Twenty-Seven

Twenty-Seven

Thursday, 12:01 a.m.

But it could have been any time or any day. It is so hard to tell in places like this. Yes, it is dark beyond the window in Bunny’s fourth-floor hospital room, a clear indicator that it is night. In all the rooms stacked against Bunny’s, other patients like her are asleep. But any sign of night ends there. Everyone else—the nurses who keep checking in, the anxious family members who pace and pace and pace—is wide awake.

Frank was right. Bunny is indeed sick. This is all Ellie can think about as she sits in an uncomfortable hospital chair—everything about it cold and slick to make it easier for the custodial staff to wipe the germs away—next to her mother’s bed. It’s a virus, the doctor—some physician who is not Jack—explained shortly after she was admitted. It’s nothing serious in theory, but then again at her age, anything that triggers a high fever or affects her breathing can turn very serious very fast. They need to get the fever down, though so far they can’t get it to break. Whatever it is, the doctor said, she likely picked it up while here in the ER on Monday.

Now, while Frank speaks to someone at the nurses’ station, Ellie sits and watches her mother sleep. Tangles of cords are attached to her body like unwanted leashes meant to keep her here. She looks so pale, her skin practically translucent when set against her blue hospital gown. Ellie decides she hates this gown. It doesn’t suit her mother at all. She should be dressed in something punchy and bright, her skin smoothed with coral blush and a tan, as she walks around and around her condo development, her body basking in the hot sun and the damp humidity.

But there is no sun here. In this sad hospital room, there are no tropical insects singing their lullabies into the night. It’s just machines beeping. It’s so cold, Ellie thinks as she wraps her cocoon cardigan—the one she finally pulled out from her book bag and slipped her lean body back into—tighter around her frame. Ellie briefly closes her eyes and pretends to feel that warm, southern sun on her skin. She can’t. When she opens them again, her vision is blurred by tears. The only heat in this room radiates from inside Bunny’s body. None of this is right.

“Hi, sweetheart.” Frank appears in the doorway, his demeanor and tone more subdued than it was back on the porch. “Tough night, huh?”

Ellie can see in her father’s face and the specific expression he wears that he’s had such a long day. Such a long week. Like her, he’s been placed in so many unexpected settings—and so many unanticipated circumstances. He’s tired. Ellie is, too.
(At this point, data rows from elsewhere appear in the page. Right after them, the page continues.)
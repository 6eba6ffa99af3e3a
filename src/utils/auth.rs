use crate::error::{AppError, AppResult};
use crate::models::Claims;
use chrono::{Duration, Utc};
use jsonwebtoken::{decode, encode, DecodingKey, EncodingKey, Header, Validation};

pub fn create_jwt(actor_id: &str, role: &str, secret: &str, expires_in: &str) -> AppResult<String> {
    let expiration = parse_duration(expires_in)?;
    let now = Utc::now();
    let exp = now
        .checked_add_signed(expiration)
        .ok_or_else(|| AppError::Internal("Invalid expiration time".to_string()))?
        .timestamp();

    let claims = Claims {
        sub: actor_id.to_string(),
        role: role.to_string(),
        exp,
        iat: now.timestamp(),
    };

    let token = encode(
        &Header::default(),
        &claims,
        &EncodingKey::from_secret(secret.as_bytes()),
    )?;

    Ok(token)
}

pub fn verify_jwt(token: &str, secret: &str) -> AppResult<Claims> {
    let token_data = decode::<Claims>(
        token,
        &DecodingKey::from_secret(secret.as_bytes()),
        &Validation::default(),
    )?;

    Ok(token_data.claims)
}

pub fn parse_duration(duration_str: &str) -> AppResult<Duration> {
    let duration_str = duration_str.trim();

    if let Some(hours) = duration_str.strip_suffix('h') {
        let hours: i64 = hours
            .parse()
            .map_err(|_| AppError::BadRequest("Invalid duration format".to_string()))?;
        Ok(Duration::hours(hours))
    } else if let Some(days) = duration_str.strip_suffix('d') {
        let days: i64 = days
            .parse()
            .map_err(|_| AppError::BadRequest("Invalid duration format".to_string()))?;
        Ok(Duration::days(days))
    } else if let Some(minutes) = duration_str.strip_suffix('m') {
        let minutes: i64 = minutes
            .parse()
            .map_err(|_| AppError::BadRequest("Invalid duration format".to_string()))?;
        Ok(Duration::minutes(minutes))
    } else {
        // Bare numbers default to hours
        let hours: i64 = duration_str
            .parse()
            .map_err(|_| AppError::BadRequest("Invalid duration format".to_string()))?;
        Ok(Duration::hours(hours))
    }
}

#[cfg(test)]
mod tests {
    use super::*;

    #[test]
    fn test_jwt_roundtrip() {
        let token = create_jwt("admin-1", "admin", "secret", "1h").unwrap();
        let claims = verify_jwt(&token, "secret").unwrap();
        assert_eq!(claims.sub, "admin-1");
        assert_eq!(claims.role, "admin");
        assert!(claims.exp > Utc::now().timestamp());
    }

    #[test]
    fn test_jwt_wrong_secret_fails() {
        let token = create_jwt("admin-1", "admin", "secret", "1h").unwrap();
        assert!(verify_jwt(&token, "other").is_err());
    }

    #[test]
    fn test_parse_duration() {
        assert_eq!(parse_duration("24h").unwrap(), Duration::hours(24));
        assert_eq!(parse_duration("7d").unwrap(), Duration::days(7));
        assert_eq!(parse_duration("30m").unwrap(), Duration::minutes(30));
        assert_eq!(parse_duration("12").unwrap(), Duration::hours(12));
        assert!(parse_duration("soon").is_err());
    }
}
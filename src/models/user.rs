use serde::{Deserialize, Serialize};
use sqlx::FromRow;
use validator::Validate;

#[derive(Debug, Clone, Serialize, Deserialize, FromRow)]
pub struct User {
    pub id: String,
    pub name: String,
    pub email: String,
    #[serde(skip_serializing)]
    pub password: String,
    pub active: bool,
    pub created_at: i64,
    pub updated_at: i64,
}

#[derive(Debug, Clone, Serialize)]
#[serde(rename_all = "camelCase")]
pub struct UserResponse {
    pub id: String,
    pub name: String,
    pub email: String,
    pub active: bool,
    pub created_at: i64,
    pub updated_at: i64,
}

impl From<User> for UserResponse {
    fn from(user: User) -> Self {
        UserResponse {
            id: user.id,
            name: user.name,
            email: user.email,
            active: user.active,
            created_at: user.created_at,
            updated_at: user.updated_at,
        }
    }
}

#[derive(Debug, Deserialize, Validate)]
pub struct SignupRequest {
    #[validate(length(min = 1, max = 100))]
    pub name: String,

    #[validate(email)]
    pub email: String,

    #[validate(length(min = 8))]
    pub password: String,
}

#[derive(Debug, Deserialize, Validate)]
pub struct SigninRequest {
    #[validate(email)]
    pub email: String,

    #[validate(length(min = 1))]
    pub password: String,
}
//! Query parameter translation: filter, sort, field projection and
//! pagination for list endpoints.
//!
//! Raw query parameters arrive as a flat key/value map. Reserved keys
//! (`page`, `limit`, `sort`, `fields`) control the page window, ordering
//! and projection; everything else becomes a filter. Range comparisons
//! use the bracket form `price[gte]=10`. Field names are only checked
//! for identifier safety, not against a schema: unknown columns are
//! rejected by the database itself.

use serde::Serialize;
use std::collections::HashMap;

use crate::error::{AppError, AppResult};

const RESERVED_KEYS: [&str; 4] = ["page", "limit", "sort", "fields"];

const DEFAULT_PAGE: i64 = 1;
const DEFAULT_LIMIT: i64 = 10;
const MAX_LIMIT: i64 = 100;

#[derive(Debug, Clone, Copy, PartialEq, Eq)]
pub enum FilterOp {
    Eq,
    Gte,
    Gt,
    Lte,
    Lt,
}

impl FilterOp {
    fn from_key(key: &str) -> Option<Self> {
        match key {
            "gte" => Some(FilterOp::Gte),
            "gt" => Some(FilterOp::Gt),
            "lte" => Some(FilterOp::Lte),
            "lt" => Some(FilterOp::Lt),
            _ => None,
        }
    }

    pub fn sql(&self) -> &'static str {
        match self {
            FilterOp::Eq => "=",
            FilterOp::Gte => ">=",
            FilterOp::Gt => ">",
            FilterOp::Lte => "<=",
            FilterOp::Lt => "<",
        }
    }
}

#[derive(Debug, Clone)]
pub struct Filter {
    pub field: String,
    pub op: FilterOp,
    pub value: String,
}

#[derive(Debug, Clone)]
pub struct SortField {
    pub field: String,
    pub descending: bool,
}

#[derive(Debug, Clone)]
pub struct QueryOptions {
    pub filters: Vec<Filter>,
    pub sort: Vec<SortField>,
    pub fields: Option<Vec<String>>,
    pub page: i64,
    pub limit: i64,
}

impl Default for QueryOptions {
    fn default() -> Self {
        QueryOptions {
            filters: Vec::new(),
            sort: Vec::new(),
            fields: None,
            page: DEFAULT_PAGE,
            limit: DEFAULT_LIMIT,
        }
    }
}

/// `created_at` -> `createdAt`: serialized rows carry camelCase keys
/// while the query grammar speaks in column names.
fn wire_name(field: &str) -> String {
    let mut out = String::with_capacity(field.len());
    let mut upper_next = false;
    for c in field.chars() {
        if c == '_' {
            upper_next = true;
        } else if upper_next {
            out.extend(c.to_uppercase());
            upper_next = false;
        } else {
            out.push(c);
        }
    }
    out
}

fn is_identifier(s: &str) -> bool {
    !s.is_empty()
        && s.chars()
            .all(|c| c.is_ascii_alphanumeric() || c == '_')
        && !s.starts_with(|c: char| c.is_ascii_digit())
}

impl QueryOptions {
    pub fn from_params(params: &HashMap<String, String>) -> AppResult<Self> {
        let mut opts = QueryOptions::default();

        for (key, value) in params {
            // Reserved control keys are handled below, whatever their shape
            if RESERVED_KEYS.contains(&key.as_str()) {
                continue;
            }

            // `field[op]=value` range comparison, plain key is equality
            let (field, op) = match key.find('[') {
                Some(open) if key.ends_with(']') => {
                    let field = &key[..open];
                    let op_key = &key[open + 1..key.len() - 1];
                    let op = FilterOp::from_key(op_key).ok_or_else(|| {
                        AppError::validation(format!("Unknown filter operator: {}", op_key))
                    })?;
                    (field, op)
                }
                _ => (key.as_str(), FilterOp::Eq),
            };

            if !is_identifier(field) {
                return Err(AppError::validation(format!(
                    "Invalid filter field: {}",
                    field
                )));
            }

            opts.filters.push(Filter {
                field: field.to_string(),
                op,
                value: value.clone(),
            });
        }

        if let Some(sort) = params.get("sort") {
            for part in sort.split(',') {
                let part = part.trim();
                if part.is_empty() {
                    continue;
                }
                let (field, descending) = match part.strip_prefix('-') {
                    Some(rest) => (rest, true),
                    None => (part, false),
                };
                if !is_identifier(field) {
                    return Err(AppError::validation(format!(
                        "Invalid sort field: {}",
                        field
                    )));
                }
                opts.sort.push(SortField {
                    field: field.to_string(),
                    descending,
                });
            }
        }

        if let Some(fields) = params.get("fields") {
            let mut list = Vec::new();
            for part in fields.split(',') {
                let part = part.trim();
                if part.is_empty() {
                    continue;
                }
                if !is_identifier(part) {
                    return Err(AppError::validation(format!(
                        "Invalid projection field: {}",
                        part
                    )));
                }
                list.push(part.to_string());
            }
            if !list.is_empty() {
                opts.fields = Some(list);
            }
        }

        if let Some(page) = params.get("page") {
            // Tolerated whatever the shape: anything unparseable or
            // below 1 falls back to the first page
            opts.page = page.parse::<i64>().unwrap_or(DEFAULT_PAGE).max(DEFAULT_PAGE);
        }

        if let Some(limit) = params.get("limit") {
            let limit: i64 = limit
                .parse()
                .map_err(|_| AppError::validation("limit must be a positive integer"))?;
            if limit < 1 || limit > MAX_LIMIT {
                return Err(AppError::validation(format!(
                    "limit must be between 1 and {}",
                    MAX_LIMIT
                )));
            }
            opts.limit = limit;
        }

        Ok(opts)
    }

    pub fn offset(&self) -> i64 {
        (self.page - 1) * self.limit
    }

    /// Builds a `WHERE` clause with `$n` placeholders starting at
    /// `start_idx`, and the values to bind in order. Numeric values are
    /// inlined (after parsing) so comparisons against numeric columns
    /// stay numeric; everything else is bound as text.
    pub fn where_clause(&self, start_idx: usize) -> (String, Vec<String>) {
        if self.filters.is_empty() {
            return (String::new(), Vec::new());
        }

        let mut conditions = Vec::new();
        let mut binds = Vec::new();
        let mut idx = start_idx;

        for filter in &self.filters {
            if let Ok(num) = filter.value.parse::<f64>() {
                conditions.push(format!("{} {} {}", filter.field, filter.op.sql(), num));
            } else {
                conditions.push(format!("{} {} ${}", filter.field, filter.op.sql(), idx));
                binds.push(filter.value.clone());
                idx += 1;
            }
        }

        (format!("WHERE {}", conditions.join(" AND ")), binds)
    }

    /// `ORDER BY` clause; absent sort parameters fall back to
    /// newest-first by creation time.
    pub fn order_clause(&self) -> String {
        if self.sort.is_empty() {
            return "ORDER BY created_at DESC".to_string();
        }

        let parts: Vec<String> = self
            .sort
            .iter()
            .map(|s| {
                format!(
                    "{} {}",
                    s.field,
                    if s.descending { "DESC" } else { "ASC" }
                )
            })
            .collect();

        format!("ORDER BY {}", parts.join(", "))
    }

    /// Applies the `fields` projection to an already-serialized row,
    /// removing keys the caller did not ask for. Projection names use
    /// the column form like the filter and sort grammars, so they are
    /// matched against the camelCase wire keys as well (`created_at`
    /// keeps `createdAt`).
    pub fn project(&self, value: &mut serde_json::Value) {
        let Some(fields) = &self.fields else {
            return;
        };
        let wire_names: Vec<String> = fields.iter().map(|f| wire_name(f)).collect();
        if let serde_json::Value::Object(map) = value {
            map.retain(|key, _| {
                fields.iter().any(|f| f == key) || wire_names.iter().any(|f| f == key)
            });
        }
    }
}

#[derive(Debug, Clone, Serialize, PartialEq)]
#[serde(rename_all = "camelCase")]
pub struct PaginationMeta {
    pub total: i64,
    pub page: i64,
    pub limit: i64,
    pub total_pages: i64,
    pub has_next_page: bool,
    pub has_prev_page: bool,
}

impl PaginationMeta {
    pub fn new(total: i64, page: i64, limit: i64) -> Self {
        // total = 0 yields zero pages and no navigation either way
        let total_pages = if limit > 0 {
            (total + limit - 1) / limit
        } else {
            0
        };

        PaginationMeta {
            total,
            page,
            limit,
            total_pages,
            has_next_page: page < total_pages,
            has_prev_page: total > 0 && page > 1,
        }
    }
}

#[cfg(test)]
mod tests {
    use super::*;

    fn params(pairs: &[(&str, &str)]) -> HashMap<String, String> {
        pairs
            .iter()
            .map(|(k, v)| (k.to_string(), v.to_string()))
            .collect()
    }

    #[test]
    fn test_defaults_when_no_params() {
        let opts = QueryOptions::from_params(&HashMap::new()).unwrap();
        assert!(opts.filters.is_empty());
        assert!(opts.sort.is_empty());
        assert!(opts.fields.is_none());
        assert_eq!(opts.page, 1);
        assert_eq!(opts.limit, 10);
        assert_eq!(opts.offset(), 0);
        assert_eq!(opts.order_clause(), "ORDER BY created_at DESC");
    }

    #[test]
    fn test_range_filter_translation() {
        let opts = QueryOptions::from_params(&params(&[("price[gte]", "10")])).unwrap();
        assert_eq!(opts.filters.len(), 1);
        assert_eq!(opts.filters[0].field, "price");
        assert_eq!(opts.filters[0].op, FilterOp::Gte);

        let (clause, binds) = opts.where_clause(1);
        assert_eq!(clause, "WHERE price >= 10");
        assert!(binds.is_empty());
    }

    #[test]
    fn test_text_filter_binds_placeholder() {
        let opts = QueryOptions::from_params(&params(&[("name", "alice")])).unwrap();
        let (clause, binds) = opts.where_clause(3);
        assert_eq!(clause, "WHERE name = $3");
        assert_eq!(binds, vec!["alice".to_string()]);
    }

    #[test]
    fn test_reserved_keys_never_filter() {
        let opts =
            QueryOptions::from_params(&params(&[("page", "2"), ("limit", "5"), ("sort", "name")]))
                .unwrap();
        assert!(opts.filters.is_empty());
        assert_eq!(opts.page, 2);
        assert_eq!(opts.limit, 5);
        assert_eq!(opts.offset(), 5);
    }

    #[test]
    fn test_unparseable_page_falls_back_to_first() {
        // `page` is a reserved key: a junk value never becomes a filter
        // and never fails the request, it just means page 1
        let opts = QueryOptions::from_params(&params(&[("page", "x")])).unwrap();
        assert!(opts.filters.is_empty());
        assert_eq!(opts.page, 1);

        let opts = QueryOptions::from_params(&params(&[("page", "-3")])).unwrap();
        assert_eq!(opts.page, 1);
    }

    #[test]
    fn test_unknown_operator_rejected() {
        let result = QueryOptions::from_params(&params(&[("price[like]", "10")]));
        assert!(result.is_err());
    }

    #[test]
    fn test_injection_shaped_field_rejected() {
        let result = QueryOptions::from_params(&params(&[("name; DROP TABLE x", "1")]));
        assert!(result.is_err());
    }

    #[test]
    fn test_sort_parsing() {
        let opts =
            QueryOptions::from_params(&params(&[("sort", "-created_at,name")])).unwrap();
        assert_eq!(opts.sort.len(), 2);
        assert!(opts.sort[0].descending);
        assert_eq!(opts.sort[0].field, "created_at");
        assert!(!opts.sort[1].descending);
        assert_eq!(opts.order_clause(), "ORDER BY created_at DESC, name ASC");
    }

    #[test]
    fn test_fields_projection() {
        let opts = QueryOptions::from_params(&params(&[("fields", "id,name")])).unwrap();
        let mut row = serde_json::json!({"id": "1", "name": "a", "email": "a@b.c"});
        opts.project(&mut row);
        assert_eq!(row, serde_json::json!({"id": "1", "name": "a"}));
    }

    #[test]
    fn test_projection_matches_wire_names() {
        let opts = QueryOptions::from_params(&params(&[("fields", "id,created_at")])).unwrap();
        let mut row = serde_json::json!({"id": "1", "createdAt": 99, "updatedAt": 100});
        opts.project(&mut row);
        assert_eq!(row, serde_json::json!({"id": "1", "createdAt": 99}));
    }

    #[test]
    fn test_limit_zero_rejected() {
        assert!(QueryOptions::from_params(&params(&[("limit", "0")])).is_err());
        assert!(QueryOptions::from_params(&params(&[("limit", "101")])).is_err());
    }

    #[test]
    fn test_pagination_meta() {
        let meta = PaginationMeta::new(25, 2, 10);
        assert_eq!(meta.total_pages, 3);
        assert!(meta.has_next_page);
        assert!(meta.has_prev_page);

        let meta = PaginationMeta::new(25, 3, 10);
        assert!(!meta.has_next_page);
        assert!(meta.has_prev_page);

        let meta = PaginationMeta::new(10, 1, 10);
        assert_eq!(meta.total_pages, 1);
        assert!(!meta.has_next_page);
        assert!(!meta.has_prev_page);
    }

    #[test]
    fn test_pagination_meta_empty_total() {
        // No rows: no pages and no navigation, whatever the page number
        let meta = PaginationMeta::new(0, 5, 10);
        assert_eq!(meta.total_pages, 0);
        assert!(!meta.has_next_page);
        assert!(!meta.has_prev_page);
    }
}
Ellie stands so her father can sit. A true gentleman, in most cases, he’d decline such an offer. Tonight, he accepts it.

“How’s she doing?” he asks, like Ellie knows. Like either of them do. People give up so much control in places like this. You put all your trust in a stranger and hope they’ll do the right things—make the correct choices—to get you or your loved one back on track. But no one ever knows if the choices they’re making are right. Doctors, after all, are just people. “Has her fever come down?”

Ellie shrugs and stands at the foot of her mother’s bed. The only light source in here comes from the hallway and the small in-room television that’s mounted near the ceiling. The ibuprofen she took earlier is wearing off, a subtle quiver of pain suddenly reintroducing itself to her body, like an unwelcome party guest.

“This is all my fault, Dad,” she says, which takes every imaginable effort not to cry. She does not want to break down in front of him. He doesn’t need to worry about her right now, too. “If I hadn’t brought her here on Monday or if I hadn’t tried to ship the two of you off today or—”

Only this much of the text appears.